> _Action item_:
Below are the entries; state how many of their lines contain the string "NewsSource", and nothing more.
*** Block opens ***
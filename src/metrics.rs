use anyhow::Context;
use axum::{routing::get, Router};
use metrics_exporter_prometheus::{PrometheusBuilder, PrometheusHandle};
use once_cell::sync::OnceCell;

static HANDLE: OnceCell<PrometheusHandle> = OnceCell::new();

pub struct Metrics {
    pub handle: PrometheusHandle,
}

impl Metrics {
    /// Install the Prometheus recorder (once per process) and describe the
    /// pipeline series so they show up before their first update.
    pub fn init() -> anyhow::Result<Self> {
        let handle = HANDLE
            .get_or_try_init(|| {
                PrometheusBuilder::new()
                    .install_recorder()
                    .context("prometheus: install recorder")
            })?
            .clone();

        crate::ingest::ensure_metrics_described();
        Ok(Self { handle })
    }

    /// Returns a router exposing `/metrics` with the Prometheus exposition format.
    pub fn router(&self) -> Router {
        let handle = self.handle.clone();
        Router::new().route(
            "/metrics",
            get(move || {
                let h = handle.clone();
                async move { h.render() }
            }),
        )
    }
}
// tests/session_cycle.rs
//
// Snapshot lifecycle: publish, fallback, stale cycles, lazy analysis.

use std::sync::atomic::{AtomicBool, Ordering};
use std::sync::Arc;
use std::time::Duration;

use anyhow::Result;
use async_trait::async_trait;

use proptech_digest::category::Category;
use proptech_digest::genai::ScriptedGenerator;
use proptech_digest::ingest::config::IngestConfig;
use proptech_digest::ingest::types::NewsSource;
use proptech_digest::news::{next_item_id, NewsItem};
use proptech_digest::session::{Origin, RefreshOutcome, Session};

fn cfg() -> IngestConfig {
    IngestConfig {
        shuffle: false,
        ..IngestConfig::default()
    }
}

/// One item per category while `live` is set, nothing otherwise.
struct SwitchSource {
    live: AtomicBool,
}

#[async_trait]
impl NewsSource for SwitchSource {
    async fn fetch(&self, category: Category) -> Result<Vec<NewsItem>> {
        if !self.live.load(Ordering::SeqCst) {
            return Ok(Vec::new());
        }
        Ok(vec![NewsItem {
            id: next_item_id(category, 0),
            title: format!("{} duy nhất", category.label()),
            source: "Test".into(),
            time_ago: "vừa xong".into(),
            category,
            summary_points: vec!["ý chính".into()],
            url: None,
            analysis: None,
        }])
    }
    fn name(&self) -> &'static str {
        "switch"
    }
}

#[tokio::test]
async fn refresh_publishes_live_snapshot() {
    let session = Session::new(Arc::new(ScriptedGenerator::demo()), cfg());
    let outcome = session.refresh().await;
    assert_eq!(outcome, RefreshOutcome::Published { cycle: 1, items: 30 });

    let snap = session.snapshot().await;
    assert_eq!(snap.origin, Origin::Live);
    assert_eq!(snap.cycle, 1);
    assert_eq!(snap.news.len(), 30);
    assert!(snap.news.iter().all(|n| !n.id.starts_with("seed-")));
    assert_eq!(snap.briefing.highlights.len(), 3);
}

#[tokio::test]
async fn report_arrives_in_background() {
    let session = Session::new(Arc::new(ScriptedGenerator::demo()), cfg());
    assert!(session.report().await.is_none());
    session.refresh().await;

    let mut report = None;
    for _ in 0..100 {
        report = session.report().await;
        if report.is_some() {
            break;
        }
        tokio::time::sleep(Duration::from_millis(10)).await;
    }
    assert!(report.is_some(), "report should be attached after publish");
}

#[tokio::test]
async fn empty_cycle_keeps_seed_data() {
    let session = Session::new(Arc::new(ScriptedGenerator::new()), cfg());
    let outcome = session.refresh().await;
    assert!(matches!(outcome, RefreshOutcome::FellBack { .. }));

    let snap = session.snapshot().await;
    assert_eq!(snap.origin, Origin::Seed);
    assert_eq!(snap.news.len(), 5);
}

#[tokio::test]
async fn empty_cycle_after_live_keeps_live_data() {
    let source = Arc::new(SwitchSource {
        live: AtomicBool::new(true),
    });
    let session = Session::with_source(Arc::new(ScriptedGenerator::demo()), source.clone(), cfg());

    let first = session.refresh().await;
    assert_eq!(first.items(), 6);
    source.live.store(false, Ordering::SeqCst);
    let second = session.refresh().await;
    assert!(matches!(second, RefreshOutcome::FellBack { cycle: 2 }));

    let snap = session.snapshot().await;
    assert_eq!(snap.cycle, 1);
    assert_eq!(snap.news.len(), 6);
}

#[tokio::test]
async fn older_cycle_is_discarded() {
    let session = Session::new(Arc::new(ScriptedGenerator::demo()), cfg());
    let older = session.begin_cycle();
    let newer = session.begin_cycle();
    assert!(newer > older);

    let outcome = session.refresh_as(older).await;
    assert_eq!(outcome, RefreshOutcome::Stale { cycle: older });
    assert_eq!(session.snapshot().await.origin, Origin::Seed);

    let outcome = session.refresh_as(newer).await;
    assert!(matches!(outcome, RefreshOutcome::Published { .. }));
    assert_eq!(session.snapshot().await.cycle, newer);
}

#[tokio::test]
async fn analysis_is_computed_once() {
    let gen = Arc::new(ScriptedGenerator::demo());
    let session = Session::new(gen.clone(), cfg());

    let first = session.analysis_for("seed-1").await.expect("analysis");
    let calls = gen.call_count();
    let second = session.analysis_for("seed-1").await.expect("cached analysis");
    assert_eq!(first, second);
    assert_eq!(gen.call_count(), calls);

    let item = session.item("seed-1").await.unwrap();
    assert_eq!(item.analysis, Some(first));
}

#[tokio::test]
async fn unknown_id_and_failed_analysis_are_none() {
    let gen = Arc::new(ScriptedGenerator::new().failing_on("PHÂN TÍCH ĐẦU TƯ", "quota"));
    let session = Session::new(gen.clone(), cfg());

    assert!(session.analysis_for("nope").await.is_none());
    assert_eq!(gen.call_count(), 0);

    assert!(session.analysis_for("seed-2").await.is_none());
    assert!(session.item("seed-2").await.unwrap().analysis.is_none());
}
//! # Categories
//! The closed set of six topics that partition the feed.
//!
//! Serialized form is the Vietnamese display label (what the browser shows);
//! the ASCII slug is used in ids and query strings. Parsing accepts either.

use serde::{Deserialize, Serialize};
use std::fmt;
use std::str::FromStr;

#[derive(Debug, Clone, Copy, PartialEq, Eq, Hash, Serialize, Deserialize)]
pub enum Category {
    #[serde(rename = "Thị trường & Giá")]
    MarketPrice,
    #[serde(rename = "Chính sách & Pháp lý")]
    PolicyLegal,
    #[serde(rename = "BĐS Nghỉ dưỡng")]
    ResortSecondHome,
    #[serde(rename = "AI & PropTech")]
    ProptechAi,
    #[serde(rename = "Rủi ro Thiên tai")]
    DisasterRisk,
    #[serde(rename = "Dữ liệu & Báo cáo")]
    DataReport,
}

impl Category {
    /// Declared order. Output flattening follows this, never bucket size.
    pub const ALL: [Category; 6] = [
        Category::MarketPrice,
        Category::PolicyLegal,
        Category::ResortSecondHome,
        Category::ProptechAi,
        Category::DisasterRisk,
        Category::DataReport,
    ];

    pub fn label(self) -> &'static str {
        match self {
            Category::MarketPrice => "Thị trường & Giá",
            Category::PolicyLegal => "Chính sách & Pháp lý",
            Category::ResortSecondHome => "BĐS Nghỉ dưỡng",
            Category::ProptechAi => "AI & PropTech",
            Category::DisasterRisk => "Rủi ro Thiên tai",
            Category::DataReport => "Dữ liệu & Báo cáo",
        }
    }

    pub fn slug(self) -> &'static str {
        match self {
            Category::MarketPrice => "market-price",
            Category::PolicyLegal => "policy-legal",
            Category::ResortSecondHome => "resort-second-home",
            Category::ProptechAi => "proptech-ai",
            Category::DisasterRisk => "disaster-risk",
            Category::DataReport => "data-report",
        }
    }

    /// Search keywords the adapter puts into the generation request.
    pub fn keywords(self) -> &'static [&'static str] {
        match self {
            Category::MarketPrice => &[
                "giá nhà đất",
                "giá chung cư",
                "thị trường bất động sản",
                "nguồn cung căn hộ",
                "thanh khoản giao dịch",
            ],
            Category::PolicyLegal => &[
                "Luật Đất đai",
                "nghị định bất động sản",
                "pháp lý dự án",
                "quy hoạch",
                "sổ hồng",
            ],
            Category::ResortSecondHome => &[
                "bất động sản nghỉ dưỡng",
                "second home",
                "condotel",
                "homestay",
                "biệt thự ven biển",
            ],
            Category::ProptechAi => &[
                "PropTech Việt Nam",
                "AI bất động sản",
                "định giá tự động",
                "chuyển đổi số môi giới",
                "nền tảng công nghệ nhà đất",
            ],
            Category::DisasterRisk => &[
                "sạt lở",
                "mưa lũ",
                "ngập lụt đô thị",
                "biến đổi khí hậu bất động sản",
                "rủi ro thiên tai dự án",
            ],
            Category::DataReport => &[
                "báo cáo thị trường",
                "Savills",
                "CBRE",
                "kết quả kinh doanh doanh nghiệp địa ốc",
                "số liệu quý",
            ],
        }
    }
}

impl fmt::Display for Category {
    fn fmt(&self, f: &mut fmt::Formatter<'_>) -> fmt::Result {
        f.write_str(self.label())
    }
}

impl FromStr for Category {
    type Err = anyhow::Error;

    fn from_str(s: &str) -> Result<Self, Self::Err> {
        let needle = s.trim();
        Category::ALL
            .into_iter()
            .find(|c| {
                c.slug().eq_ignore_ascii_case(needle)
                    || c.label().to_lowercase() == needle.to_lowercase()
            })
            .ok_or_else(|| anyhow::anyhow!("unknown category: {needle}"))
    }
}
// src/analyze/mod.rs
//! Generator-backed analysis over the published feed: daily briefing,
//! market report and per-article investor analysis.

pub mod article;
pub mod briefing;
pub mod report;

pub use crate::analyze::article::{analyze_article, normalize_analysis, AnalysisData};
pub use crate::analyze::briefing::{generate_briefing, Briefing};
pub use crate::analyze::report::{generate_market_report, MarketReport};
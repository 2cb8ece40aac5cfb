// src/ingest/types.rs
use anyhow::Result;

use crate::category::Category;
use crate::news::NewsItem;

/// One branch of the fan-out: produces items for a single category.
///
/// Errors are allowed here; the aggregator turns them (and timeouts) into an
/// empty branch so one failing category never wipes the others.
#[async_trait::async_trait]
pub trait NewsSource: Send + Sync {
    async fn fetch(&self, category: Category) -> Result<Vec<NewsItem>>;
    fn name(&self) -> &'static str;
}
#![doc(html_root_url = "https://docs.rs/firmata-link/0.1.0")]

//! # firmata-link
//!
//! A host-side client library for the [Firmata protocol](https://github.com/firmata/protocol):
//! talk to a microcontroller over a byte-oriented transport, decode its
//! interleaved telemetry into typed messages, and drive it through validated,
//! typed commands.
//!
//! # Features
//!
//! - A resilient byte-driven [`Framer`](io::Framer) that demultiplexes
//!   analog/digital telemetry, firmware and capability reports, i2c replies
//!   and raw sysex payloads, resynchronizing itself on garbage instead of
//!   failing.
//! - A [`Session`](session::Session) exposing blocking request/reply methods
//!   with per-session timeouts, their `async` twins, fire-and-forget
//!   commands, and listener/subscription event delivery.
//! - A [`Finder`](discovery::Finder) that probes serial ports across
//!   candidate baud rates until a responsive device turns up.
//!
//! # Getting started
//!
//! - Install [StandardFirmata](https://github.com/firmata/arduino) on your
//!   board (it ships with the Arduino IDE samples).
//!
//! - Add the following to your `Cargo.toml`:
//! ```toml
//! [dependencies]
//! firmata-link = "0.1.0"
//! ```
//!
//! - Find your board and start talking:
//! ```rust,no_run
//! use firmata_link::discovery::Finder;
//! use firmata_link::io::PinModeId;
//!
//! fn main() -> Result<(), firmata_link::errors::Error> {
//!     let session = Finder::new().find().expect("no Firmata device found");
//!
//!     let firmware = session.get_firmware()?;
//!     println!("found {}", firmware);
//!
//!     session.set_pin_mode(13, PinModeId::OUTPUT)?;
//!     session.set_digital_pin(13, true)?;
//!     Ok(())
//! }
//! ```
//!
//! # Feature flags
//!
//! - **libudev** -- (enabled by default) activates the `serialport` crate's
//!   _libudev_ feature under the hood (required on Linux for port listing).
//! - **serde** -- enables serialize/deserialize capabilities for the
//!   data-model types.
//! - **mocks** -- exports the scripted transport used by the test suite.

pub mod discovery;
pub mod errors;
pub mod io;
#[cfg(any(test, feature = "mocks"))]
pub mod mocks;
pub mod session;

pub use session::Session;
*** Block closes ***
> _Solution to the problem_:
3